*** Begin section ***

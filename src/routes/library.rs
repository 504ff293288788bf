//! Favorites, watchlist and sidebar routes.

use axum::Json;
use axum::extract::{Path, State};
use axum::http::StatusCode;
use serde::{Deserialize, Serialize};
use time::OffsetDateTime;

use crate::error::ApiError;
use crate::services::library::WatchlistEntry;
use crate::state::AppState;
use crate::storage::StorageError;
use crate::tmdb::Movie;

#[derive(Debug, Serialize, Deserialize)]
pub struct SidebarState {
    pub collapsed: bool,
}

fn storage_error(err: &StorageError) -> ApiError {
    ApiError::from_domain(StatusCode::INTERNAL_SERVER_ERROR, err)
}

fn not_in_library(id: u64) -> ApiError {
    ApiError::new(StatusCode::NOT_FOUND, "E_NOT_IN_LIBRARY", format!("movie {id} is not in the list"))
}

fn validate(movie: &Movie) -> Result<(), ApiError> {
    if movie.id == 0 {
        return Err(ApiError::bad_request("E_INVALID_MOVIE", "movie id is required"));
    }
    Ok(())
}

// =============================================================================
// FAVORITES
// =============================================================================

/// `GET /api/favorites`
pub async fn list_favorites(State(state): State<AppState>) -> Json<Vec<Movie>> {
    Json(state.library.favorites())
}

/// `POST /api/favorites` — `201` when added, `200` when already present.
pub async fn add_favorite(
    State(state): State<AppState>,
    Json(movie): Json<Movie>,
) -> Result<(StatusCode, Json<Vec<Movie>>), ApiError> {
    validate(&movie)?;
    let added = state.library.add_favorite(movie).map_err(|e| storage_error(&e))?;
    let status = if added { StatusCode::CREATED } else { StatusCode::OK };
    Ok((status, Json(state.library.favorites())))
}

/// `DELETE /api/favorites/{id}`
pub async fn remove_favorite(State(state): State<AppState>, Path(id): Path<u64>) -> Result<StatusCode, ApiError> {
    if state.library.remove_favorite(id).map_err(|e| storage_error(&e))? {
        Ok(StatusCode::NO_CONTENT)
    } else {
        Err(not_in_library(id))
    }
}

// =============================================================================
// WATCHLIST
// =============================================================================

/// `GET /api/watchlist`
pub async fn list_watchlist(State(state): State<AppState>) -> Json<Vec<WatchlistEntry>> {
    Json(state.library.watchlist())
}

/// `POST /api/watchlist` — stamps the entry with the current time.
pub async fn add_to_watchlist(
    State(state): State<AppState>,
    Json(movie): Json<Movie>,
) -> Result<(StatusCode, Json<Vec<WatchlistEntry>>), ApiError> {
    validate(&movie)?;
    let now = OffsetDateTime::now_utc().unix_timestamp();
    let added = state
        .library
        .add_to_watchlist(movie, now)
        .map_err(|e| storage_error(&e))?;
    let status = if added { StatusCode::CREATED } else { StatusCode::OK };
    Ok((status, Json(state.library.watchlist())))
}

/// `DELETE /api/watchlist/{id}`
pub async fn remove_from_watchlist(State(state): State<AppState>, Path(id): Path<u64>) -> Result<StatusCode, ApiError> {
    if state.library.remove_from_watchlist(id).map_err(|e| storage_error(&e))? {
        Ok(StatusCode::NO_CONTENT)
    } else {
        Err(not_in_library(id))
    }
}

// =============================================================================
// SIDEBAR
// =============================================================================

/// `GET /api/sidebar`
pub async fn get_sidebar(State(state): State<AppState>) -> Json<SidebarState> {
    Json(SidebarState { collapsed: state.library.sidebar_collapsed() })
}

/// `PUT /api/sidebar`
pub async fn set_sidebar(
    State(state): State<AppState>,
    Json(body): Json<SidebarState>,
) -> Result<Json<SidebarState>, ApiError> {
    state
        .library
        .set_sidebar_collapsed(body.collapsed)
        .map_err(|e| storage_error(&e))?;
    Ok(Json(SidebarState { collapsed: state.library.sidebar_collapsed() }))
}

*** End section ***
*** Begin section ***

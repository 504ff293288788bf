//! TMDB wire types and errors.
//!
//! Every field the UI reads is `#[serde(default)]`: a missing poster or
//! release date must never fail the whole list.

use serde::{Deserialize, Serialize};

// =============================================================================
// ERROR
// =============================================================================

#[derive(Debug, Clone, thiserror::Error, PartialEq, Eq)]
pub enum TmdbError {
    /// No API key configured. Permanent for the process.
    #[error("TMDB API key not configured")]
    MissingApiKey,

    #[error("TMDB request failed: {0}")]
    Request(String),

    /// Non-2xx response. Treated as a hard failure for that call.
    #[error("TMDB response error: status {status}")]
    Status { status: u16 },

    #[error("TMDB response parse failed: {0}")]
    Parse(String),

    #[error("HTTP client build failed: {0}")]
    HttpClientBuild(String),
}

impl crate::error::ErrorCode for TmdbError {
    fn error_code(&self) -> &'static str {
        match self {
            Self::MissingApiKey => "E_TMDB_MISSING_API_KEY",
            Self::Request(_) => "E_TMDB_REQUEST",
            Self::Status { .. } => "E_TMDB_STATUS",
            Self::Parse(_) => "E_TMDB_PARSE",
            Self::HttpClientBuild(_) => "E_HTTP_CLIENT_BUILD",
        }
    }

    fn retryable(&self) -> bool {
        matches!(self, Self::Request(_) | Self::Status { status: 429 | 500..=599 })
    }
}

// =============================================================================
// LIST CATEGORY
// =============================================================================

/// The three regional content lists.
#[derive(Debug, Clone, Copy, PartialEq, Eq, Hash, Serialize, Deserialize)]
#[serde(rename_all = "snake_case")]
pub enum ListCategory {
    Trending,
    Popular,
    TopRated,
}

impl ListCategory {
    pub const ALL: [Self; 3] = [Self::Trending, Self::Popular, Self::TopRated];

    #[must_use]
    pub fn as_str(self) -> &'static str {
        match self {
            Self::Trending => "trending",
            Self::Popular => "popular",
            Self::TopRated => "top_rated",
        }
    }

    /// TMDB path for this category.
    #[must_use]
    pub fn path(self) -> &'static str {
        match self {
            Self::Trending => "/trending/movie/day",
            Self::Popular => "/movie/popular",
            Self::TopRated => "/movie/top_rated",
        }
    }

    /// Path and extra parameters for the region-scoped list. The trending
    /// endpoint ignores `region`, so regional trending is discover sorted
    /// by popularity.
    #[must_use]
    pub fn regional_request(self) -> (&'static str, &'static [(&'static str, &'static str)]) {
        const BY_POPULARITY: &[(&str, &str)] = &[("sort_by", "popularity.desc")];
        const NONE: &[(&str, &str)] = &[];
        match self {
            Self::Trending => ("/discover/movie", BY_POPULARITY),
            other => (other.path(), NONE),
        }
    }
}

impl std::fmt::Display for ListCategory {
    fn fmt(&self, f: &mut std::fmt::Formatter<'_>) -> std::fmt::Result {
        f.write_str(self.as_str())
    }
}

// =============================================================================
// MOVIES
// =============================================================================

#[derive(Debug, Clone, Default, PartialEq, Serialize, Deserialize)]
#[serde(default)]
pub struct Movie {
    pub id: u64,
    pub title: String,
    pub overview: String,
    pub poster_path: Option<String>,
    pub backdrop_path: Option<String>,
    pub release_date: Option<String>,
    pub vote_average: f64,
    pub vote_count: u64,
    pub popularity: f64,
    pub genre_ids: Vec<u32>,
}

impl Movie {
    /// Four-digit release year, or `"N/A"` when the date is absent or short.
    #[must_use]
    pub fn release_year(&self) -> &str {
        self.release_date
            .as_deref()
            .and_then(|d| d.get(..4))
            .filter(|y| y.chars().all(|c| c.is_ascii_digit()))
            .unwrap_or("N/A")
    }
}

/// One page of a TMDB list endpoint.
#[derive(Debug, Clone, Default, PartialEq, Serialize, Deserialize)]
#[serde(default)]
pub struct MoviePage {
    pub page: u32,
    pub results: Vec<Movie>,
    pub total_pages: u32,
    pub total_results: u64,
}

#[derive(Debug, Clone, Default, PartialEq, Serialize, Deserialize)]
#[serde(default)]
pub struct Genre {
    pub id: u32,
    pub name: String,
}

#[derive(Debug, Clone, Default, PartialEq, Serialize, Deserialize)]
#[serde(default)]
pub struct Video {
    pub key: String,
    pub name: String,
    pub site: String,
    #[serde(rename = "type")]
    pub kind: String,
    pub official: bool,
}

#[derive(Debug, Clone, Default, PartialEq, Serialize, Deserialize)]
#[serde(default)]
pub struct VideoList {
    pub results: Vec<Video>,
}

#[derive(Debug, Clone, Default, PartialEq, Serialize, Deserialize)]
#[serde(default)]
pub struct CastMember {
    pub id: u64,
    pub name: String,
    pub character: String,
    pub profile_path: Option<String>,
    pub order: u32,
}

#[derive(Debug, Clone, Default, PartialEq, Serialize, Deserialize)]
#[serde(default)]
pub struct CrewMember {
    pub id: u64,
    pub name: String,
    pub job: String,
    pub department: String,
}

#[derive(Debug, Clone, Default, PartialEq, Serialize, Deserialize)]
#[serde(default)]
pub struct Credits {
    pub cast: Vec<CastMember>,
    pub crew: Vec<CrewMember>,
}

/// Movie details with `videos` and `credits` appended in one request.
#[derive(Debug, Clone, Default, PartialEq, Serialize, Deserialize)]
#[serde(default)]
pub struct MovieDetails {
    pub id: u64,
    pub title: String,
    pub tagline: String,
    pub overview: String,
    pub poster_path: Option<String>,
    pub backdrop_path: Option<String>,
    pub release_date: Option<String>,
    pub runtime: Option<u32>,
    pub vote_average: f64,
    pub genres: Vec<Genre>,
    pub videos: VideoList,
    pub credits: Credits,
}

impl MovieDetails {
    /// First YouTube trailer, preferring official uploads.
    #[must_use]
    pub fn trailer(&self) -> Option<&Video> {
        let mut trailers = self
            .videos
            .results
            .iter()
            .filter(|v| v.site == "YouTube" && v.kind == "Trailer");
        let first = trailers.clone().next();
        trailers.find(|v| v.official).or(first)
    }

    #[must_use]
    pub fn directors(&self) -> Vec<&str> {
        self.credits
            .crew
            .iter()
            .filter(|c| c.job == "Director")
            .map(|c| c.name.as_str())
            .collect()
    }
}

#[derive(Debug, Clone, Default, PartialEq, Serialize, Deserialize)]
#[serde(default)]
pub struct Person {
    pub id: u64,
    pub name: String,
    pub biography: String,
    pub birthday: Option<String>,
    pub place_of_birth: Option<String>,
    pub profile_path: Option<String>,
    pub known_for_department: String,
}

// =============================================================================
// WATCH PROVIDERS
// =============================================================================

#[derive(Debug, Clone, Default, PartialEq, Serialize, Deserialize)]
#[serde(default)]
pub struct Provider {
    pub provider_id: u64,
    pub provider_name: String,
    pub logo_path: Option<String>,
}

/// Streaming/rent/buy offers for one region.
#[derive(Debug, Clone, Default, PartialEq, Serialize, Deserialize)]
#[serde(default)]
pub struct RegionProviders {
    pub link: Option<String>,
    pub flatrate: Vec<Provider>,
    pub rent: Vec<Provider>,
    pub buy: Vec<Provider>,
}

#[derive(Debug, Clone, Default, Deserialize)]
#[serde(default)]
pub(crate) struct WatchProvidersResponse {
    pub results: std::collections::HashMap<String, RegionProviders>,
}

*** End section ***

Of the lines above, extract only those from the line with "filename src/routes/library.rs" to the line with "use crate::state::AppState;", both included, exactly as written.

filename src/routes/library.rs
repository 504ff293288788bf
//! Favorites, watchlist and sidebar routes.

use axum::Json;
use axum::extract::{Path, State};
use axum::http::StatusCode;
use serde::{Deserialize, Serialize};
use time::OffsetDateTime;

use crate::error::ApiError;
use crate::services::library::WatchlistEntry;
use crate::state::AppState;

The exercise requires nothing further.